Ante las protestas de Watson, Holmes le dice que hay que «jugar las cartas lo mejor que se pueda» y añade que no debe preocuparse por la criada: «Me alegra decirle que tengo un odiado rival que se apresurará a quitarme la novia en cuanto yo le vuelva la espalda[180]».
Hay que hacer notar, por otra parte, que el propio Arthur Conan Doyle era un maestro de la mentira, puesto que como señala Jesús Urceloy, casi todos los cuentos de Sherlock Holmes comienzan con pistas falsas que desconciertan o desvían de su objetivo a los policías, a Watson y a los lectores, pero no a Holmes, como acabamos descubriendo a medida que avanza el relato:
Me pregunto, Watson, qué demonios se proponía este hombre al contamos semejante sarta de mentiras.

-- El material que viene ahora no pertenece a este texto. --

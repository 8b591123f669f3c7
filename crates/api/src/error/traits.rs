//! Extension traits for results crossing crate boundaries

use super::types::{Error, Result};

/// Extension trait for Result types
pub trait ResultExt<T, E>: Sized {
    /// Replace the error with one built by `f`, discarding the original
    fn wrap_err<F, E2>(self, f: F) -> core::result::Result<T, E2>
    where
        F: FnOnce() -> E2;

    /// Convert the error into [`Error`] and replace its context
    fn with_context(self, context: &'static str) -> Result<T>
    where
        E: Into<Error>;
}

impl<T, E> ResultExt<T, E> for core::result::Result<T, E> {
    fn wrap_err<F, E2>(self, f: F) -> core::result::Result<T, E2>
    where
        F: FnOnce() -> E2,
    {
        self.map_err(|_| f())
    }

    fn with_context(self, context: &'static str) -> Result<T>
    where
        E: Into<Error>,
    {
        self.map_err(|e| {
            let err: Error = e.into();
            err.with_context(context)
        })
    }
}
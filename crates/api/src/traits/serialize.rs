//! Traits for byte serialization of key material.

use crate::Result;
use zeroize::Zeroizing;

#[cfg(not(feature = "std"))]
use alloc::vec::Vec;

/// A trait for public types that can be serialized to and from bytes.
pub trait Serialize: Sized {
    /// Creates an object from a byte slice.
    fn from_bytes(bytes: &[u8]) -> Result<Self>;
    /// Converts the object to a byte vector.
    fn to_bytes(&self) -> Vec<u8>;
}

/// A trait for secret types that can be securely serialized.
pub trait SerializeSecret: Sized {
    /// Creates an object from a byte slice. Input should be zeroized after use.
    fn from_bytes(bytes: &[u8]) -> Result<Self>;
    /// Converts the object to a byte vector that is zeroized on drop.
    fn to_bytes_zeroizing(&self) -> Zeroizing<Vec<u8>>;
}
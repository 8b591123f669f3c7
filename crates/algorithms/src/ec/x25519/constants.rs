//! Shared constants for X25519 operations

use curvelock_params::traditional::ecdh::{
    CURVE25519_A24, CURVE25519_BASE_U, X25519_BYTES, X25519_SCALARBYTES,
};

/// Size of an X25519 scalar in bytes
pub const X25519_SCALAR_SIZE: usize = X25519_SCALARBYTES;

/// Size of an encoded u-coordinate (public point or shared secret) in bytes
pub const X25519_POINT_SIZE: usize = X25519_BYTES;

/// Encoding of the standard base point, u = 9
pub const BASE_POINT_U: [u8; X25519_POINT_SIZE] = {
    let mut bytes = [0u8; X25519_POINT_SIZE];
    bytes[0] = CURVE25519_BASE_U;
    bytes
};

/// Ladder constant a24 = (A - 2) / 4 = 121665
pub const A24: u32 = CURVE25519_A24;
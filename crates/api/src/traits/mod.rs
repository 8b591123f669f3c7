//! Trait definitions for curvelock primitives

pub mod key_exchange;
pub mod serialize;

pub use key_exchange::KeyExchange;
pub use serialize::{Serialize, SerializeSecret};
//! Key generation driven by a seeded ChaCha20 generator

use curvelock::scalarmult::{self, SCALARBYTES};
use rand::{RngCore, SeedableRng};
use rand_chacha::ChaCha20Rng;

#[test]
fn test_same_seed_same_keypair() {
    let mut rng1 = ChaCha20Rng::seed_from_u64(7748);
    let mut rng2 = ChaCha20Rng::seed_from_u64(7748);

    let sk1 = scalarmult::keygen_with_rng(&mut rng1).unwrap();
    let sk2 = scalarmult::keygen_with_rng(&mut rng2).unwrap();

    assert_eq!(sk1.as_bytes(), sk2.as_bytes());
    assert_eq!(sk1.public_point(), sk2.public_point());
}

#[test]
fn test_different_seeds_different_keys() {
    let sk1 = scalarmult::keygen_with_rng(&mut ChaCha20Rng::seed_from_u64(1)).unwrap();
    let sk2 = scalarmult::keygen_with_rng(&mut ChaCha20Rng::seed_from_u64(2)).unwrap();
    assert_ne!(sk1.as_bytes(), sk2.as_bytes());
}

#[test]
fn test_keygen_draws_one_clamped_block() {
    let mut expected = [0u8; SCALARBYTES];
    ChaCha20Rng::from_seed([3u8; 32]).fill_bytes(&mut expected);
    expected[0] &= 248;
    expected[31] &= 127;
    expected[31] |= 64;

    let mut rng = ChaCha20Rng::from_seed([3u8; 32]);
    let sk = scalarmult::keygen_with_rng(&mut rng).unwrap();
    assert_eq!(sk.as_bytes(), &expected[..]);

    // Exactly 32 bytes were consumed from the stream.
    let mut reference = ChaCha20Rng::from_seed([3u8; 32]);
    let mut skipped = [0u8; SCALARBYTES];
    reference.fill_bytes(&mut skipped);
    assert_eq!(rng.next_u64(), reference.next_u64());
}

#[test]
fn test_seeded_parties_agree() {
    let mut rng = ChaCha20Rng::seed_from_u64(0xC0FFEE);
    let alice = scalarmult::keygen_with_rng(&mut rng).unwrap();
    let bob = scalarmult::keygen_with_rng(&mut rng).unwrap();

    let k_ab = alice.diffie_hellman(&bob.public_point()).unwrap();
    let k_ba = bob.diffie_hellman(&alice.public_point()).unwrap();
    assert_eq!(k_ab, k_ba);

    let k_free = scalarmult::shared_secret(alice.as_bytes(), bob.public_point()).unwrap();
    assert_eq!(k_free, k_ab);
}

Estuve a punto de preguntárselo directamente a él, porque hay ocasiones en que la mejor táctica es un violento ataque frontal, pero me pareció mejor dejarle creer que nos había engañado[181].

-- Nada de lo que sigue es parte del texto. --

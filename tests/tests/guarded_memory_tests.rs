//! Guarded buffer behaviour as seen through the public key types

use curvelock::api::Error;
use curvelock::common::{GuardedBuffer, LockPolicy};
use curvelock::scalarmult::{self, Config};

#[test]
fn test_acquire_is_zeroed_and_sized() {
    for len in [1usize, 31, 32, 33, 4096, 4097] {
        let buf = GuardedBuffer::acquire(len).unwrap();
        assert_eq!(buf.len(), len);
        assert!(buf.as_slice().iter().all(|&b| b == 0));
    }
}

#[test]
fn test_zero_length_buffer() {
    let buf = GuardedBuffer::acquire_with(0, LockPolicy::Strict).unwrap();
    assert!(buf.is_empty());
    assert!(!buf.is_locked());
    assert!(buf.as_slice().is_empty());
}

#[test]
fn test_buffer_released_on_error_path() {
    fn fill_then_fail(len: usize) -> curvelock::api::Result<()> {
        let mut buf = GuardedBuffer::acquire(len)?;
        buf.as_mut_slice().fill(0xA5);
        Err(Error::InvalidParameter {
            context: "test",
            message: "forced".to_string(),
        })
    }

    // Each call acquires and releases its own region; repeated use must not
    // exhaust anything.
    for _ in 0..64 {
        assert!(fill_then_fail(32).is_err());
    }
}

#[test]
fn test_strict_policy_locks_or_reports_memory_lock() {
    match scalarmult::keygen_with_config(&Config::strict()) {
        Ok(sk) => {
            assert!(sk.is_locked());
            let pk = sk.public_point();
            match scalarmult::shared_secret_with_config(&sk, &pk, &Config::strict()) {
                Ok(k) => assert!(k.is_locked()),
                Err(err) => assert!(matches!(err, Error::MemoryLock { .. })),
            }
        }
        Err(err) => {
            assert!(matches!(err, Error::MemoryLock { .. }));
            assert!(err.to_string().starts_with("Memory lock failed"));
        }
    }
}

#[test]
fn test_best_effort_always_succeeds() {
    let sk = scalarmult::keygen_with_config(&Config::default()).unwrap();
    let pk = sk.public_point();
    let k = scalarmult::shared_secret_with_config(&sk, &pk, &Config::default()).unwrap();
    assert_eq!(k.as_bytes().len(), scalarmult::BYTES);
}

#[test]
fn test_secret_types_are_send_sync() {
    fn assert_send_sync<T: Send + Sync>() {}
    assert_send_sync::<GuardedBuffer>();
    assert_send_sync::<scalarmult::SecretScalar>();
    assert_send_sync::<scalarmult::SharedSecret>();
    assert_send_sync::<scalarmult::PublicPoint>();
}
//! Independent threads share no state; every call owns its buffers

use std::sync::Arc;
use std::thread;

use curvelock::scalarmult::{self, PublicPoint};

#[test]
fn test_parallel_key_agreement() {
    let handles: Vec<_> = (0..8)
        .map(|_| {
            thread::spawn(|| {
                let alice = scalarmult::keygen().unwrap();
                let bob = scalarmult::keygen().unwrap();
                let k1 = scalarmult::shared_secret(&alice, &bob.public_point()).unwrap();
                let k2 = scalarmult::shared_secret(&bob, &alice.public_point()).unwrap();
                assert_eq!(k1, k2);
                alice.public_point()
            })
        })
        .collect();

    let publics: Vec<PublicPoint> = handles.into_iter().map(|h| h.join().unwrap()).collect();
    for (i, a) in publics.iter().enumerate() {
        for b in &publics[i + 1..] {
            assert_ne!(a, b);
        }
    }
}

#[test]
fn test_shared_secret_key_across_threads() {
    let server = Arc::new(scalarmult::keygen().unwrap());
    let server_public = server.public_point();

    let handles: Vec<_> = (0..4)
        .map(|_| {
            let server = Arc::clone(&server);
            thread::spawn(move || {
                let client = scalarmult::keygen().unwrap();
                let client_side = client.diffie_hellman(&server_public).unwrap();
                let server_side = server.diffie_hellman(&client.public_point()).unwrap();
                assert_eq!(client_side, server_side);
            })
        })
        .collect();

    for handle in handles {
        handle.join().unwrap();
    }
}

Los autores de novela policiaca tienen que construir un misterio dentro del misterio, al decidir de qué manera conviene ordenar y presentar la información al lector para que intuya algo de lo que va a suceder, pero no todo, para hacer realidad la regla de la narrativa que ya formuló Aristóteles y que siguen dramaturgos, escritores, guionistas e incluso ensayistas: «El desenlace ha de ser al mismo tiempo sorprendente e inevitable[182]». No solo el desenlace, sino toda la narración debe conjugar de manera casi paradójica esas dos reglas: la coherencia lógica y la emoción de una revelación.